2. What Is This Document?
A high level tutorial for setting up a small 3 node Hadoop
cluster on Amazons EC2 cloud;
It aims to be a complete, simple, and fast guide for people
new to Hadoop. Documentation on the Internet is spotty and
text dense so it can be slower to get started than it needs to
be;
It aims to cover the little stumbling blocks around SSH keys
and a few small bug workarounds that can trip you up on the
first pass through;
It does not aim to cover MapReduce and writing jobs. A
small job will be provided at the end to validate the cluster.

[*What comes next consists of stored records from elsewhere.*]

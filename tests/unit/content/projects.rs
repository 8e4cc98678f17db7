use super::*;
use crate::content::case_study::CaseStudy;

#[test]
fn every_card_links_to_a_case_study() {
    let table = ContentTable::builtin().unwrap();
    assert!(dangling_cards(&SHOWCASE_CARDS, &table).is_empty());
    for card in &SHOWCASE_CARDS {
        assert_eq!(card.target(), NavTarget::Path(format!("/project/{}", card.id)));
    }
}

#[test]
fn cards_missing_from_the_table_are_reported() {
    let only = ContentTable::from_entries(vec![(
        "siem-tool".to_owned(),
        CaseStudy {
            title: "SIEM Tool".to_owned(),
            category: "Cybersecurity".to_owned(),
            hero_image: String::new(),
            overview: String::new(),
            problem: String::new(),
            solution: String::new(),
            features: Vec::new(),
            tech_stack: Vec::new(),
        },
    )])
    .unwrap();
    assert_eq!(
        dangling_cards(&SHOWCASE_CARDS, &only),
        ["project-management-tool", "tech-fest-website"]
    );
}
use super::*;
use crate::choreography::model::GridSlot;
use crate::foundation::core::{OffsetUnit, Vec2};

#[test]
fn numbers_drop_trailing_zeros() {
    assert_eq!(css_number(1.0), "1");
    assert_eq!(css_number(-150.0), "-150");
    assert_eq!(css_number(0.25), "0.25");
    assert_eq!(css_number(1.0 / 3.0), "0.3333");
    assert_eq!(css_number(-0.00001), "0");
}

#[test]
fn style_renders_every_property() {
    let t = ModuleTransform {
        slot: GridSlot::new(0.0, 0.0, 48.0, 64.0),
        translate: Vec2::new(-50.0, 120.0),
        unit: OffsetUnit::Percent,
        opacity: 0.5,
        scale: 1.3,
        rotate_y_deg: -15.0,
        z_index: 30,
    };
    assert_eq!(
        css_style(&t),
        "left: 0%; top: 0%; width: 48%; height: 64%; \
         transform: translateX(-50%) translateY(120%) scale(1.3) rotateY(-15deg); \
         opacity: 0.5; z-index: 30"
    );
}

#[test]
fn pixel_offsets_use_px() {
    let t = ModuleTransform {
        translate: Vec2::new(0.0, 100.0),
        ..ModuleTransform::identity(OffsetUnit::Pixels, 10)
    };
    assert_eq!(
        css_transform(&t),
        "translateX(0px) translateY(100px) scale(1) rotateY(0deg)"
    );
}

#[test]
fn auto_height_slot_omits_height() {
    assert_eq!(
        css_placement(&GridSlot::auto_height(55.0, 50.0, 40.0)),
        "left: 55%; top: 50%; width: 40%"
    );
    assert_eq!(
        css_placement(&GridSlot::full()),
        "left: 0%; top: 0%; width: 100%; height: 100%"
    );
}
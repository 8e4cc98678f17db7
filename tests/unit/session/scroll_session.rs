use super::*;
use crate::render::sink::InMemorySink;
use crate::scroll::region::{ScrollOffsets, TrackedRegion};

const FRAME: f64 = 1.0 / 60.0;

fn session(opts: ScrollSessionOpts) -> ScrollSession {
    let scene = SceneKind::Hero.build().unwrap();
    let source = ProgressSource::new(TrackedRegion::new(1000.0, 2000.0).unwrap());
    ScrollSession::new(scene, source, opts).unwrap()
}

#[test]
fn frames_are_refused_unless_running() {
    let mut s = session(ScrollSessionOpts::direct());
    let mut sink = InMemorySink::new();
    assert!(s.frame(FRAME, &mut sink).is_err());

    s.start().unwrap();
    s.frame(FRAME, &mut sink).unwrap();
    s.stop();
    let err = s.frame(FRAME, &mut sink).unwrap_err();
    assert!(err.to_string().contains("stopped"));
    assert_eq!(sink.frames().len(), 1);
}

#[test]
fn stopped_session_ignores_input_and_cannot_restart() {
    let mut s = session(ScrollSessionOpts::direct());
    s.start().unwrap();
    s.stop();
    assert!(!s.on_scroll(1500.0));
    assert!(!s.on_resize(ElementLayout {
        top: 0.0,
        height: 2000.0,
        viewport_height: 800.0,
    }));
    assert_eq!(s.source().scroll(), 1000.0);
    assert!(s.start().is_err());
    assert_eq!(s.state(), SessionState::Stopped);
}

#[test]
fn direct_session_follows_raw_progress() {
    let mut s = session(ScrollSessionOpts::direct());
    let mut sink = InMemorySink::new();
    s.start().unwrap();
    assert!(s.on_scroll(1500.0));
    let out = s.frame(FRAME, &mut sink).unwrap();
    assert_eq!(out.progress, Progress::new(0.5));
    assert_eq!(out.smoothed, out.progress);
    assert!(out.settled);
    assert!(out.applied);
}

#[test]
fn smoothed_session_lags_then_settles_exactly() {
    let mut s = session(ScrollSessionOpts::default());
    let mut sink = InMemorySink::new();
    s.start().unwrap();
    s.on_scroll(2000.0);

    let mut prev = 0.0;
    let mut settled_at = None;
    for i in 0..600 {
        let out = s.frame(FRAME, &mut sink).unwrap();
        assert_eq!(out.progress, Progress::END);
        let v = out.smoothed.get();
        assert!(v >= prev && v <= 1.0, "frame {i}: {v} after {prev}");
        prev = v;
        if out.settled {
            settled_at = Some(i);
            break;
        }
    }
    assert!(settled_at.is_some_and(|i| i > 10));
    assert_eq!(prev, 1.0);
}

#[test]
fn start_rests_filter_on_current_progress() {
    let mut s = session(ScrollSessionOpts::default());
    let mut sink = InMemorySink::new();
    assert!(s.on_scroll(1500.0));
    s.start().unwrap();
    let out = s.frame(FRAME, &mut sink).unwrap();
    assert_eq!(out.smoothed, Progress::new(0.5));
    assert!(out.settled);
}

#[test]
fn unchanged_samples_are_elided() {
    let mut s = session(ScrollSessionOpts::direct());
    let mut sink = InMemorySink::new();
    s.start().unwrap();
    s.on_scroll(1200.0);
    assert!(s.frame(FRAME, &mut sink).unwrap().applied);
    assert!(!s.frame(FRAME, &mut sink).unwrap().applied);
    s.on_scroll(1300.0);
    assert!(s.frame(FRAME, &mut sink).unwrap().applied);

    assert_eq!(sink.frames().len(), 2);
    assert_eq!(
        s.stats(),
        SessionStats {
            frames_total: 3,
            frames_applied: 2,
            frames_elided: 1,
        }
    );
}

#[test]
fn every_transform_in_a_frame_shares_one_sample() {
    let mut s = session(ScrollSessionOpts::default());
    let mut sink = InMemorySink::new();
    s.start().unwrap();
    s.on_scroll(1700.0);
    let out = s.frame(FRAME, &mut sink).unwrap();
    let captured = sink.last().unwrap();
    assert_eq!(captured.sample.raw, out.progress);
    assert_eq!(captured.sample.smoothed, out.smoothed);
    assert_eq!(s.last_sample(), Some(captured.sample));
}

#[test]
fn resize_recomputes_region_from_layout() {
    let layout = ElementLayout {
        top: 800.0,
        height: 4000.0,
        viewport_height: 1000.0,
    };
    let mut s =
        ScrollSession::for_scene(SceneKind::Hero, layout, ScrollSessionOpts::direct()).unwrap();
    let mut sink = InMemorySink::new();
    s.start().unwrap();
    s.on_scroll(2300.0);
    assert_eq!(s.frame(FRAME, &mut sink).unwrap().progress, Progress::new(0.5));

    assert!(s.on_resize(ElementLayout {
        height: 2000.0,
        ..layout
    }));
    assert_eq!(s.source().region(), TrackedRegion::new(800.0, 1800.0).unwrap());
    assert_eq!(s.frame(FRAME, &mut sink).unwrap().progress, Progress::END);
}

#[test]
fn resize_uses_scene_offsets_for_a_plain_source() {
    let scene = SceneKind::About.build().unwrap();
    let source = ProgressSource::new(TrackedRegion::new(0.0, 1000.0).unwrap());
    let mut s = ScrollSession::new(scene, source, ScrollSessionOpts::direct()).unwrap();
    assert_eq!(s.source().offsets(), ScrollOffsets::PASS_THROUGH);

    let mut sink = InMemorySink::new();
    s.start().unwrap();
    assert!(s.on_resize(ElementLayout {
        top: 2000.0,
        height: 1000.0,
        viewport_height: 800.0,
    }));
    assert_eq!(s.source().region(), TrackedRegion::new(1200.0, 3000.0).unwrap());

    s.on_scroll(1650.0);
    assert_eq!(s.frame(FRAME, &mut sink).unwrap().progress, Progress::new(0.25));
}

3. Recap - What Is Hadoop?
An open source framework for ‘reliable, scalable, distributed
computing’;
It gives you the ability process and work with large datasets
that are distributed across clusters of commodity
hardware;
It allows you to parallelize computation and ‘move processing
to the data’ using the MapReduce framework.
4. Recap - What Is Amazon EC2?
A ‘cloud’ web host that allows you to dynamically add and
remove compute server resources as you need them,
allowing you to pay for only the capacity that you need;
It is well suited for Hadoop Computation – we can bring up
enormous clusters within minutes and then spin it down when
we’ve finished to reduce costs;
EC2 is quick and cost effective for experimental and learning
purposes, as well as being proven as a production Hadoop
host.
5. Assumptions & Notes
The document assumes basic familiarity with Linux, Java,
and SSH;
The cluster will be set up manually to demonstrate concepts
of Hadoop. In real life, we would typically use a configuration
management tool such as Puppet or Chef to manage and
automate larger clusters;
The configuration shown is not production ready. Real
Hadoop clusters need much more bootstrap configuration
and security;
It assumes that you are running your cluster on Ubuntu Linux,
but are accessing the cluster from a Windows host. This is
possibly not a sensible assumption, but it’s what I had at the
time of writing!
7. 1. Start EC2 Servers
Sign up to Amazon Web Services @ http://aws.amazon.com/;
Login and navigate to Amazon EC2. Using the ‘classic
wizard’, create three micro instances running the latest 64 bit
Ubuntu Server;
If you do not already have a key pair .pem file, you will need
to create one during the process. We will later use this to
connect to the servers and to navigate around within the
cluster., so keep it in a safe place.
8. 2. Name EC2 Servers
For reference, name the instances Master, Slave 1, and
Slave 2 within the EC2 console once they are running;
Note down the host names for each of the 3 instances in the
bottom part of the management console. We will use these to
access the servers:
9. 3. Prepare Keys from PEM file
We need to break down the Amazon supplied .pem file into
private and public keys in order to access the servers from
our local machine;
To do this, download PuttyGen @
http://www.chiark.greenend.org.uk/~sgtatham/putty/download.
html
Using PuttyGen, import your PEM file (Conversions > Import
Key) and export public and private keys into a safe place.
10. 4. Configure Putty
We now need to SSH into our EC2 servers from our local
machine. To do this, we will use the Putty SSH client for
Windows;
Begin by configuring Putty sessions for each of the three
servers and saving them for future convenience;
Under connection > SSH > Auth in the putty tree, point
towards the private key that you generated in the previous
step.
11. 5. Optional - mRemote
I use a tool called mRemote which allows you to embed Putty
instances into a tabbed browser. Try it @
http://www.mremote.org. I recommend this as navigating
around all of the hosts in your Hadoop cluster can be fiddly
for larger manually managed clusters;
If you do this, be sure to select the corresponding Putty
Session for each mRemote connection to the private key is
carried through so that you can connect:
12. 6. Install Java & Hadoop
We need to install Java on the cluster machines in order to
run Hadoop. The OpenJDK7 will suffice for this tutorial.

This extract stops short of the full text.